[Stored entries]
--- START ---

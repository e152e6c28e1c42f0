//! Normalized inbound events.
//!
//! Ingress adapters hand raw Telegram [`Update`]s to the dispatcher, which
//! first reduces them to an [`InboundEvent`]. Everything the bot does not
//! handle (edited messages, stickers, channel posts, ...) maps to `None`.

use teloxide::types::{CallbackQuery, CallbackQueryId, ChatId, Message, Update, UpdateKind, User};

/// Who triggered the event
#[derive(Debug, Clone, PartialEq, Eq)]
pub struct Sender {
    pub user_id: i64,
    pub first_name: String,
    pub language_code: Option<String>,
}

impl From<&User> for Sender {
    fn from(user: &User) -> Self {
        Self {
            user_id: user.id.0 as i64,
            first_name: user.first_name.clone(),
            language_code: user.language_code.clone(),
        }
    }
}

#[derive(Debug, Clone, PartialEq, Eq)]
pub enum EventKind {
    /// `/name args`
    Command { name: String, args: String },
    Text(String),
    Photo {
        /// File id of the largest available size
        file_id: String,
        caption: Option<String>,
        media_group_id: Option<String>,
    },
    /// Inline keyboard button press
    Callback {
        id: CallbackQueryId,
        data: String,
        message_id: Option<i32>,
    },
}

#[derive(Debug, Clone, PartialEq, Eq)]
pub struct InboundEvent {
    pub chat_id: ChatId,
    pub sender: Option<Sender>,
    pub kind: EventKind,
}

impl InboundEvent {
    /// Reduce an update to the event the bot reacts to, if any
    pub fn from_update(update: &Update) -> Option<Self> {
        match &update.kind {
            UpdateKind::Message(msg) => Self::from_message(msg),
            UpdateKind::CallbackQuery(query) => Self::from_callback(query),
            _ => None,
        }
    }

    fn from_message(msg: &Message) -> Option<Self> {
        let kind = if let Some(text) = msg.text() {
            match parse_command(text) {
                Some((name, args)) => EventKind::Command { name, args },
                None => EventKind::Text(text.to_string()),
            }
        } else if let Some(largest) = msg.photo().and_then(|sizes| sizes.last()) {
            EventKind::Photo {
                file_id: largest.file.id.0.clone(),
                caption: msg.caption().map(ToString::to_string),
                media_group_id: msg.media_group_id().map(ToString::to_string),
            }
        } else {
            return None;
        };

        Some(Self {
            chat_id: msg.chat.id,
            sender: msg.from.as_ref().map(Sender::from),
            kind,
        })
    }

    fn from_callback(query: &CallbackQuery) -> Option<Self> {
        let data = query.data.clone()?;
        // Inline-mode buttons have no message; answer in the presser's private chat
        let chat_id = query
            .message
            .as_ref()
            .map(|m| m.chat().id)
            .unwrap_or(ChatId(query.from.id.0 as i64));

        Some(Self {
            chat_id,
            sender: Some(Sender::from(&query.from)),
            kind: EventKind::Callback {
                id: query.id.clone(),
                data,
                message_id: query.message.as_ref().map(|m| m.id().0),
            },
        })
    }

    pub fn user_id(&self) -> Option<i64> {
        self.sender.as_ref().map(|s| s.user_id)
    }

    pub fn language_code(&self) -> Option<&str> {
        self.sender.as_ref().and_then(|s| s.language_code.as_deref())
    }

    /// Short label used in logs and metrics
    pub fn kind_label(&self) -> &'static str {
        match self.kind {
            EventKind::Command { .. } => "command",
            EventKind::Text(_) => "text",
            EventKind::Photo { .. } => "photo",
            EventKind::Callback { .. } => "callback",
        }
    }
}

/// Split `/Name@bot some args` into `("name", "some args")`
pub fn parse_command(text: &str) -> Option<(String, String)> {
    let rest = text.trim_start().strip_prefix('/')?;
    let (head, args) = match rest.split_once(char::is_whitespace) {
        Some((head, args)) => (head, args.trim()),
        None => (rest, ""),
    };
    let name = head.split('@').next().unwrap_or_default();
    if name.is_empty() {
        return None;
    }
    Some((name.to_lowercase(), args.to_string()))
}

--- END ---

The response must be an exact reproduction of all the entries.

repository e152e6c28e1c42f0
//! Normalized inbound events.
//!
//! Ingress adapters hand raw Telegram [`Update`]s to the dispatcher, which
//! first reduces them to an [`InboundEvent`]. Everything the bot does not
//! handle (edited messages, stickers, channel posts, ...) maps to `None`.

use teloxide::types::{CallbackQuery, CallbackQueryId, ChatId, Message, Update, UpdateKind, User};

/// Who triggered the event
#[derive(Debug, Clone, PartialEq, Eq)]
pub struct Sender {
    pub user_id: i64,
    pub first_name: String,
    pub language_code: Option<String>,
}

impl From<&User> for Sender {
    fn from(user: &User) -> Self {
        Self {
            user_id: user.id.0 as i64,
            first_name: user.first_name.clone(),
            language_code: user.language_code.clone(),
        }
    }
}

#[derive(Debug, Clone, PartialEq, Eq)]
pub enum EventKind {
    /// `/name args`
    Command { name: String, args: String },
    Text(String),
    Photo {
        /// File id of the largest available size
        file_id: String,
        caption: Option<String>,
        media_group_id: Option<String>,
    },
    /// Inline keyboard button press
    Callback {
        id: CallbackQueryId,
        data: String,
        message_id: Option<i32>,
    },
}

#[derive(Debug, Clone, PartialEq, Eq)]
pub struct InboundEvent {
    pub chat_id: ChatId,
    pub sender: Option<Sender>,
    pub kind: EventKind,
}

impl InboundEvent {
    /// Reduce an update to the event the bot reacts to, if any
    pub fn from_update(update: &Update) -> Option<Self> {
        match &update.kind {
            UpdateKind::Message(msg) => Self::from_message(msg),
            UpdateKind::CallbackQuery(query) => Self::from_callback(query),
            _ => None,
        }
    }

    fn from_message(msg: &Message) -> Option<Self> {
        let kind = if let Some(text) = msg.text() {
            match parse_command(text) {
                Some((name, args)) => EventKind::Command { name, args },
                None => EventKind::Text(text.to_string()),
            }
        } else if let Some(largest) = msg.photo().and_then(|sizes| sizes.last()) {
            EventKind::Photo {
                file_id: largest.file.id.0.clone(),
                caption: msg.caption().map(ToString::to_string),
                media_group_id: msg.media_group_id().map(ToString::to_string),
            }
        } else {
            return None;
        };

        Some(Self {
            chat_id: msg.chat.id,
            sender: msg.from.as_ref().map(Sender::from),
            kind,
        })
    }

    fn from_callback(query: &CallbackQuery) -> Option<Self> {
        let data = query.data.clone()?;
        // Inline-mode buttons have no message; answer in the presser's private chat
        let chat_id = query
            .message
            .as_ref()
            .map(|m| m.chat().id)
            .unwrap_or(ChatId(query.from.id.0 as i64));

        Some(Self {
            chat_id,
            sender: Some(Sender::from(&query.from)),
            kind: EventKind::Callback {
                id: query.id.clone(),
                data,
                message_id: query.message.as_ref().map(|m| m.id().0),
            },
        })
    }

    pub fn user_id(&self) -> Option<i64> {
        self.sender.as_ref().map(|s| s.user_id)
    }

    pub fn language_code(&self) -> Option<&str> {
        self.sender.as_ref().and_then(|s| s.language_code.as_deref())
    }

    /// Short label used in logs and metrics
    pub fn kind_label(&self) -> &'static str {
        match self.kind {
            EventKind::Command { .. } => "command",
            EventKind::Text(_) => "text",
            EventKind::Photo { .. } => "photo",
            EventKind::Callback { .. } => "callback",
        }
    }
}

/// Split `/Name@bot some args` into `("name", "some args")`
pub fn parse_command(text: &str) -> Option<(String, String)> {
    let rest = text.trim_start().strip_prefix('/')?;
    let (head, args) = match rest.split_once(char::is_whitespace) {
        Some((head, args)) => (head, args.trim()),
        None => (rest, ""),
    };
    let name = head.split('@').next().unwrap_or_default();
    if name.is_empty() {
        return None;
    }
    Some((name.to_lowercase(), args.to_string()))
}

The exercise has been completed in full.